Tests and conformance

Two layers must pass before a PR merges:

  • Unit tests — this SDK's own suite:

    dotnet test tests/Arcp.UnitTests/Arcp.UnitTests.fsproj
  • Conformance — the SDK's behavior against the reference runtime. New protocol-facing code (session negotiation, event sequencing, lease handling, error mapping) needs a test that exercises the real exchange, not a mock that assumes the answer. The integration suite under tests/Arcp.IntegrationTests runs the F# client against the in-process Arcp.Runtime reference implementation; run it with dotnet test tests/Arcp.IntegrationTests/Arcp.IntegrationTests.fsproj. To point it at an out-of-process runtime, set the ARCP_RUNTIME_URL environment variable to its WebSocket endpoint before invoking the suite.

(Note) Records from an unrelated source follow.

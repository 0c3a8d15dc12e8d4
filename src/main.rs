use actix_web::{App, HttpServer, middleware::Logger, web};
use chrono::Local; // timestamp in log lines
use env_logger::{Env, Target};
use std::io::Write; // for env_logger custom formatter

use sofluent_backend::{
    config::Config,
    database::{create_pool, run_migrations},
    external::PayoutGateway,
    handlers,
    middlewares::{AuthMiddleware, create_cors},
    services::*,
    swagger::swagger_config,
    utils::JwtService,
};

#[actix_web::main]
async fn main() -> std::io::Result<()> {
    env_logger::Builder::from_env(Env::default().default_filter_or("info"))
        .format(|buf, record| {
            let ts = Local::now().format("%Y-%m-%dT%H:%M:%S%.3f%:z");
            let level = record.level().as_str().to_ascii_lowercase();
            let msg_json = serde_json::to_string(&format!("{}", record.args()))
                .unwrap_or_else(|_| "\"<invalid utf8>\"".to_string());
            writeln!(
                buf,
                "{{\"timestamp\":\"{}\",\"level\":\"{}\",\"message\":{},\"target\":\"{}\"}}",
                ts,
                level,
                msg_json,
                record.target(),
            )
        })
        .target(Target::Stdout)
        .init();

    // 加载配置
    let config = Config::from_toml().expect("Failed to load configuration file");

    // 创建数据库连接池
    let pool = create_pool(&config.database)
        .await
        .expect("Failed to create database connection pool");

    // 运行数据库迁移
    run_migrations(&pool)
        .await
        .expect("Failed to run database migrations");

    // 创建JWT服务
    let jwt_service = JwtService::new(
        &config.jwt.secret,
        config.jwt.access_token_expires_in,
        config.jwt.refresh_token_expires_in,
    );

    // 支付网关
    let payout_gateway = PayoutGateway::new(config.payout.clone());

    // 创建服务
    let earning_service = EarningService::new(pool.clone());
    let withdrawal_service = WithdrawalService::new(pool.clone(), payout_gateway);
    let content_reward_service =
        ContentRewardService::new(pool.clone(), earning_service.clone());
    let referral_reward_service =
        ReferralRewardService::new(pool.clone(), earning_service.clone());
    let auth_service = AuthService::new(
        pool.clone(),
        jwt_service.clone(),
        referral_reward_service.clone(),
    );
    let user_service = UserService::new(pool.clone());

    // 后台任务：轮询 processing 提现的网关状态（每30秒）
    {
        let withdrawal_service_clone = withdrawal_service.clone();
        tokio::spawn(async move {
            loop {
                if let Err(e) = withdrawal_service_clone.poll_processing_withdrawals().await {
                    log::error!("Payout status poll failed: {:?}", e);
                }
                tokio::time::sleep(std::time::Duration::from_secs(30)).await;
            }
        });
    }

    // 后台任务：推荐留存扫描（每小时）
    {
        let referral_service_clone = referral_reward_service.clone();
        tokio::spawn(async move {
            loop {
                if let Err(e) = referral_service_clone.run_retention_sweep().await {
                    log::error!("Retention sweep failed: {:?}", e);
                }
                tokio::time::sleep(std::time::Duration::from_secs(3600)).await;
            }
        });
    }

    // 启动HTTP服务器
    log::info!(
        "Starting HTTP server at {}:{}",
        config.server.host,
        config.server.port
    );

    HttpServer::new(move || {
        App::new()
            .wrap(Logger::default())
            .wrap(create_cors())
            .wrap(AuthMiddleware::new(jwt_service.clone()))
            .app_data(web::Data::new(auth_service.clone()))
            .app_data(web::Data::new(user_service.clone()))
            .app_data(web::Data::new(earning_service.clone()))
            .app_data(web::Data::new(withdrawal_service.clone()))
            .app_data(web::Data::new(content_reward_service.clone()))
            .app_data(web::Data::new(referral_reward_service.clone()))
            .configure(swagger_config)
            .service(
                web::scope("/api")
                    .configure(handlers::auth_config)
                    .configure(handlers::user_config)
                    .configure(handlers::earning_config)
                    .configure(handlers::withdrawal_config)
                    .configure(handlers::referral_config)
                    .configure(handlers::event_config),
            )
    })
    .bind((config.server.host.as_str(), config.server.port))?
    .run()
    .await
}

CI runs both on every PR. A PR that changes which feature flags the SDK negotiates must also update the README feature matrix in the same change.

Measuring coverage

The full coverage report is regenerated with:

dotnet test ARCP.slnx --collect:"XPlat Code Coverage" \
  --results-directory TestResults/review-coverage
reportgenerator \
  -reports:"TestResults/review-coverage/*/coverage.cobertura.xml" \
  -targetdir:"TestResults/coverage-report" \
  -reporttypes:"TextSummary"

Install the report tool once with dotnet tool install -g dotnet-reportgenerator-globaltool. The summary lands at TestResults/coverage-report/Summary.txt. The target is ≥ 80 % line coverage; transport and async-state-machine paths drive most of the remaining branch gaps and additions there are welcome.

Coding standards

Formatting is enforced by Fantomas (restored as a local tool); the compiler runs with TreatWarningsAsErrors=true plus an explicit WarningsAsErrors list (FS0025;FS0026;FS0040;FS0064) so warnings are part of the build gate. Run the same commands CI runs:

dotnet tool restore
dotnet fantomas --check src tests samples
dotnet build ARCP.slnx --configuration Release

Match the surrounding code. Public API changes need doc comments and an entry in the changelog. Prefer clarity over cleverness in a library others build on.

Commit and pull-request conventions

  • Write focused commits with present-tense, imperative subjects (add result_chunk reassembly, not added / adds).

  • Reference the issue a PR closes (Closes #123).

  • Keep the PR description honest about scope and any spec sections touched.

  • Rebase on the default branch and ensure CI is green before requesting review.

  • Sign off your commits to certify the Developer Certificate of Origin:

    git commit -s -m "your message"

Releases

Releases are cut by maintainers. Pushing a v* tag (for example v1.1.0) to the default branch triggers the publish GitHub Actions workflow, which packs Arcp and Arcp.Cli and pushes the resulting .nupkg/.snupkg artifacts to nuget.org. The SDK is versioned with semantic versioning independently of the protocol version it speaks; a protocol version bump is noted in the changelog when the negotiated ARCP version changes.

License

By contributing, you agree that your contributions are licensed under the project's Apache-2.0 license.